Pakistan Television (PTV) as a state broadcaster which retains inalienable rights to broadcast cricket locally, has that been an impediment to sports broadcasting growth in Pakistan?

It retains terrestrial right. The thing is, some new things are about to take place. No 1: more sports broadcasting licenses will come. ARY, Dunya and Dawn [Pakistani news channels] have applied for it and the likelihood is that in the next six months they will get licenses. No 2: Direct-To-Home [subscription-based satellite TV] is coming to Pakistan, that will happen. My sense is that the monopolistic hold of any particular state enterprise will be diminished.

There has been very little marketing of the league so far in the UAE.

As we speak, this is exactly what we’re discussing with our event management company. You will appreciate we have had a very short window to operate in. If we had a whole year, there would have been much more hype about it. It was only two months ago we were able to stitch up this place.

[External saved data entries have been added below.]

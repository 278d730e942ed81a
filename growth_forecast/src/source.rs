//! Data sources feeding the aggregator
//!
//! Two inbound shapes exist: raw record batches for arbitrary time windows,
//! and daily aggregates already averaged upstream. Both are async traits so
//! that network-backed implementations can be plugged in by the host.

use crate::data::{DailyRecord, DataLoader};
use crate::domain::{Metric, Subject};
use crate::error::{ForecastError, Result};
use crate::record::Record;
use crate::utils::{days_since, SECONDS_PER_DAY};
use async_trait::async_trait;
use chrono::{DateTime, Utc};
use rand::rngs::StdRng;
use rand::{Rng, SeedableRng};
use rand_distr::StandardNormal;
use serde::{Deserialize, Serialize};
use serde_json::{Map, Value};
use std::collections::BTreeMap;
use std::f64::consts::TAU;
use std::path::PathBuf;
use tracing::debug;

/// Raw measurement batches for `[start_seconds, end_seconds)` windows
#[async_trait]
pub trait BatchSource: Send + Sync {
    async fn get_batch(&self, start_seconds: i64, end_seconds: i64) -> Result<Vec<Record>>;
}

/// Daily aggregates for a subject
#[async_trait]
pub trait DailyBatchSource: Send + Sync {
    async fn get_daily_batch(&self) -> Result<DailyBatch>;
}

/// Provenance of a daily batch
#[derive(Debug, Clone, PartialEq, Serialize, Deserialize)]
pub struct BatchMetadata {
    pub subject: Subject,
    pub source: String,
    pub generated_at: DateTime<Utc>,
}

#[derive(Debug, Clone, PartialEq, Serialize, Deserialize)]
pub struct DailyBatch {
    pub records: Vec<DailyRecord>,
    pub metadata: BatchMetadata,
}

/// Share of synthetic records carrying an unreadable metric value
const MALFORMED_RATE: f64 = 0.05;
/// Relative standard deviation of synthetic metric noise
const METRIC_NOISE: f64 = 0.02;
/// Period in days of the synthetic covariate cycle
const COVARIATE_CYCLE_DAYS: f64 = 7.0;

/// Seeded stand-in for the live sensor backend.
///
/// Every window is generated from its own RNG derived from the seed and the
/// window start, so identical requests always return identical batches.
/// Readings rotate through the known field-name variants (primary, alias,
/// nested) so the resolution tables get exercised.
///
/// Values follow each metric's reference curve on the age axis, with the
/// rate scaled by the day's covariate effects; under the neutral profile
/// the curve passes through the literature anchors.
#[derive(Debug, Clone)]
pub struct SyntheticSource {
    subject: Subject,
    tracking_start_seconds: i64,
    age_at_tracking_start_days: u32,
    seed: u64,
    failure_rate: f64,
    readings_per_day: usize,
    history_days: u32,
}

impl SyntheticSource {
    pub fn new(subject: Subject, tracking_start_seconds: i64, seed: u64) -> Self {
        Self {
            subject,
            tracking_start_seconds,
            age_at_tracking_start_days: 0,
            seed,
            failure_rate: 0.0,
            readings_per_day: 4,
            history_days: 30,
        }
    }

    /// Probability that a window request fails outright
    pub fn with_failure_rate(mut self, failure_rate: f64) -> Self {
        self.failure_rate = if failure_rate.is_nan() {
            0.0
        } else {
            failure_rate.clamp(0.0, 1.0)
        };
        self
    }

    pub fn with_readings_per_day(mut self, readings_per_day: usize) -> Self {
        self.readings_per_day = readings_per_day;
        self
    }

    pub fn with_age_at_tracking_start(mut self, days: u32) -> Self {
        self.age_at_tracking_start_days = days;
        self
    }

    /// Days covered by the daily-aggregate path
    pub fn with_history_days(mut self, history_days: u32) -> Self {
        self.history_days = history_days;
        self
    }

    pub fn subject(&self) -> Subject {
        self.subject
    }

    /// Noise-free metric value at `age_days` under the given covariates
    pub fn truth(metric: Metric, age_days: f64, covariates: &BTreeMap<String, f64>) -> f64 {
        let subject = metric.subject();
        let curve = metric.reference_curve();
        let neutral: f64 = subject.effects(&subject.neutral_profile()).iter().sum();
        let actual: f64 = subject.effects(covariates).iter().sum();
        let (low, high) = subject.growth_rate_band();
        let rate = (curve.rate * actual / neutral.max(1e-6)).clamp(low, high);
        curve.value_with_rate(rate, age_days)
    }

    fn rng_for(&self, key: i64) -> StdRng {
        StdRng::seed_from_u64(self.seed ^ (key as u64).wrapping_mul(0x9E37_79B9_7F4A_7C15))
    }

    fn covariates_at(&self, t: f64) -> BTreeMap<String, f64> {
        let cycle = (TAU * t / COVARIATE_CYCLE_DAYS).sin();
        let values = match self.subject {
            Subject::Aquatic => [
                ("temperature", 15.0 + 3.0 * cycle),
                ("dissolved_oxygen", 7.5 + 0.5 * cycle),
                ("ph", 7.2 - 0.2 * cycle),
            ],
            Subject::Plant => [
                ("temperature", 22.0 + 4.0 * cycle),
                ("humidity", 65.0 - 10.0 * cycle),
                ("light", 12_000.0 + 4_000.0 * cycle),
            ],
        };
        values
            .into_iter()
            .map(|(name, value)| (name.to_string(), value))
            .collect()
    }

    /// One reading `t` days after tracking start, written under the `variant`-th naming scheme
    fn reading<R: Rng>(&self, rng: &mut R, t: f64, variant: usize) -> Record {
        let mut fields = Map::new();
        let covariates = self.covariates_at(t);
        let age = t + f64::from(self.age_at_tracking_start_days);

        for &metric in self.subject.metrics() {
            let noise: f64 = rng.sample(StandardNormal);
            let value = Self::truth(metric, age, &covariates) * (1.0 + METRIC_NOISE * noise);
            let value = if rng.gen_bool(MALFORMED_RATE) {
                Value::from("n/a")
            } else {
                Value::from(value)
            };
            set_path(&mut fields, pick(metric.accessors(), variant), value);
        }

        for (name, value) in &covariates {
            if let Some(spec) = self.subject.covariates().iter().find(|s| s.name == name.as_str()) {
                let noise: f64 = rng.sample(StandardNormal);
                set_path(
                    &mut fields,
                    pick(spec.accessors, variant),
                    Value::from(value * (1.0 + 0.01 * noise)),
                );
            }
        }

        Record::from(fields)
    }
}

/// Primary name, first alias, or the nested path
fn pick<'a>(accessors: &[&'a str], variant: usize) -> &'a str {
    match variant % 3 {
        0 => accessors[0],
        1 => accessors[1.min(accessors.len() - 1)],
        _ => accessors[accessors.len() - 1],
    }
}

/// Insert `value` under a plain or dotted key, creating nested objects
fn set_path(fields: &mut Map<String, Value>, path: &str, value: Value) {
    match path.split_once('.') {
        None => {
            fields.insert(path.to_string(), value);
        }
        Some((head, rest)) => {
            let child = fields
                .entry(head.to_string())
                .or_insert_with(|| Value::Object(Map::new()));
            if !child.is_object() {
                *child = Value::Object(Map::new());
            }
            if let Value::Object(map) = child {
                set_path(map, rest, value);
            }
        }
    }
}

#[async_trait]
impl BatchSource for SyntheticSource {
    async fn get_batch(&self, start_seconds: i64, end_seconds: i64) -> Result<Vec<Record>> {
        let mut rng = self.rng_for(start_seconds);
        if rng.gen_bool(self.failure_rate) {
            return Err(ForecastError::Source(format!(
                "synthetic outage for window starting at {}",
                start_seconds
            )));
        }

        let start = days_since(self.tracking_start_seconds, start_seconds);
        if start < 0.0 {
            return Ok(Vec::new());
        }
        let span = days_since(start_seconds, end_seconds).max(0.0);
        let count = self.readings_per_day.max(1);

        let records = (0..self.readings_per_day)
            .map(|i| {
                let t = start + span * (i as f64 + 0.5) / count as f64;
                self.reading(&mut rng, t, i)
            })
            .collect::<Vec<_>>();

        debug!(
            subject = %self.subject,
            start_seconds,
            records = records.len(),
            "synthetic batch"
        );
        Ok(records)
    }
}

#[async_trait]
impl DailyBatchSource for SyntheticSource {
    async fn get_daily_batch(&self) -> Result<DailyBatch> {
        let records = (0..self.history_days)
            .filter_map(|day_index| {
                let mut rng = self.rng_for(i64::from(day_index) * SECONDS_PER_DAY);
                if rng.gen_bool(self.failure_rate) {
                    return None;
                }
                let fields = self.reading(&mut rng, f64::from(day_index) + 0.5, 0);
                Some(DailyRecord { day_index, fields })
            })
            .collect();

        Ok(DailyBatch {
            records,
            metadata: BatchMetadata {
                subject: self.subject,
                source: "synthetic".to_string(),
                generated_at: Utc::now(),
            },
        })
    }
}

/// Daily aggregates read from a CSV file on every request
#[derive(Debug, Clone)]
pub struct CsvDailySource {
    subject: Subject,
    path: PathBuf,
}

impl CsvDailySource {
    pub fn new(subject: Subject, path: impl Into<PathBuf>) -> Self {
        Self {
            subject,
            path: path.into(),
        }
    }
}

#[async_trait]
impl DailyBatchSource for CsvDailySource {
    async fn get_daily_batch(&self) -> Result<DailyBatch> {
        let path = self.path.clone();
        let records = tokio::task::spawn_blocking(move || DataLoader::daily_records_from_csv(path))
            .await
            .map_err(|err| ForecastError::Source(format!("CSV reader task failed: {}", err)))??;

        Ok(DailyBatch {
            records,
            metadata: BatchMetadata {
                subject: self.subject,
                source: self.path.display().to_string(),
                generated_at: Utc::now(),
            },
        })
    }
}

#[cfg(test)]
mod tests {
    use super::*;
    use crate::record::Accessor;

    #[test]
    fn test_set_path_builds_nested_objects() {
        let mut fields = Map::new();
        set_path(&mut fields, "sensors.temperature", Value::from(14.5));
        set_path(&mut fields, "sensors.ph", Value::from(7.1));
        let record = Record::from(fields);

        let accessor = Accessor::from("sensors.ph");
        assert_eq!(accessor.lookup(&record), Some(&Value::from(7.1)));
        assert_eq!(record.len(), 1);
    }

    #[test]
    fn test_pick_rotates_naming_schemes() {
        let accessors = Metric::Length.accessors();
        assert_eq!(pick(accessors, 0), "length");
        assert_eq!(pick(accessors, 1), "fish_length");
        assert_eq!(pick(accessors, 2), "measurements.length");
        assert_eq!(pick(accessors, 3), "length");
    }

    #[tokio::test]
    async fn test_batches_are_reproducible() {
        let source = SyntheticSource::new(Subject::Aquatic, 0, 42);
        let first = source.get_batch(SECONDS_PER_DAY, 2 * SECONDS_PER_DAY).await.unwrap();
        let second = source.get_batch(SECONDS_PER_DAY, 2 * SECONDS_PER_DAY).await.unwrap();
        assert_eq!(first.len(), 4);
        assert_eq!(first, second);
    }

    #[tokio::test]
    async fn test_windows_before_tracking_start_are_empty() {
        let source = SyntheticSource::new(Subject::Plant, 10 * SECONDS_PER_DAY, 1);
        let batch = source.get_batch(0, SECONDS_PER_DAY).await.unwrap();
        assert!(batch.is_empty());
    }

    #[tokio::test]
    async fn test_full_failure_rate_always_fails() {
        let source = SyntheticSource::new(Subject::Plant, 0, 1).with_failure_rate(1.0);
        let result = source.get_batch(0, SECONDS_PER_DAY).await;
        assert!(matches!(result, Err(ForecastError::Source(_))));

        let daily = source.get_daily_batch().await.unwrap();
        assert!(daily.records.is_empty());
    }

    #[test]
    fn test_truth_curve_saturates() {
        let neutral = Subject::Plant.neutral_profile();
        let early = SyntheticSource::truth(Metric::Height, 0.0, &neutral);
        let late = SyntheticSource::truth(Metric::Height, 1_000.0, &neutral);
        assert!(early < late);
        assert!(late <= 120.0);
    }

    #[test]
    fn test_truth_meets_literature_under_neutral_profile() {
        let neutral = Subject::Aquatic.neutral_profile();
        for point in Metric::Length.calibration_points() {
            let value = SyntheticSource::truth(Metric::Length, f64::from(point.age_in_days), &neutral);
            assert!((value - point.value).abs() / point.value < 0.01);
        }
    }

    #[test]
    fn test_warmer_days_grow_faster() {
        let mut warm = Subject::Aquatic.neutral_profile();
        warm.insert("temperature".to_string(), 18.0);
        let neutral = Subject::Aquatic.neutral_profile();
        assert!(
            SyntheticSource::truth(Metric::Length, 100.0, &warm)
                > SyntheticSource::truth(Metric::Length, 100.0, &neutral)
        );
    }

    #[tokio::test]
    async fn test_age_at_tracking_start_shifts_the_curve() {
        let young = SyntheticSource::new(Subject::Plant, 0, 4);
        let older = young.clone().with_age_at_tracking_start(60);

        let resolver = Subject::Plant.resolver(Metric::Height);
        let mean_height = |batch: DailyBatch| {
            let values: Vec<f64> = batch
                .records
                .iter()
                .filter_map(|record| resolver.resolve(&record.fields).ok())
                .map(|resolved| resolved.metric)
                .collect();
            values.iter().sum::<f64>() / values.len() as f64
        };

        let young_mean = mean_height(young.get_daily_batch().await.unwrap());
        let older_mean = mean_height(older.get_daily_batch().await.unwrap());
        assert!(older_mean > 2.0 * young_mean);
    }
}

So after that the running for broadcasters, getting the budgets done, its been helter-skelter. Under the circumstances, it’s nothing short of an incredible and wonderful miracle that we were able to put together the financial part of it with franchises at home. That was the turning point. If they had not come in, if we had not been able to sell teams then the whole model would have failed. But the franchises showed both a spirit of nationalism and a spirit of enterprise and the excitement that has generated will now carry this through.

How difficult will it be to get crowds in for matches here?

I think we will fill the stadiums. You are right, the hype has not been created here.

Five years down the line, what will the PSL be?

Five years down the line the PSL will be galloping along. It will be the biggest thing that has hit Pakistan cricket. And if five years down the line if it is all happening in Pakistan, it will be the most exciting event of the year, far more exciting than any FTP [engagement] could ever be. This is my guarantee to you.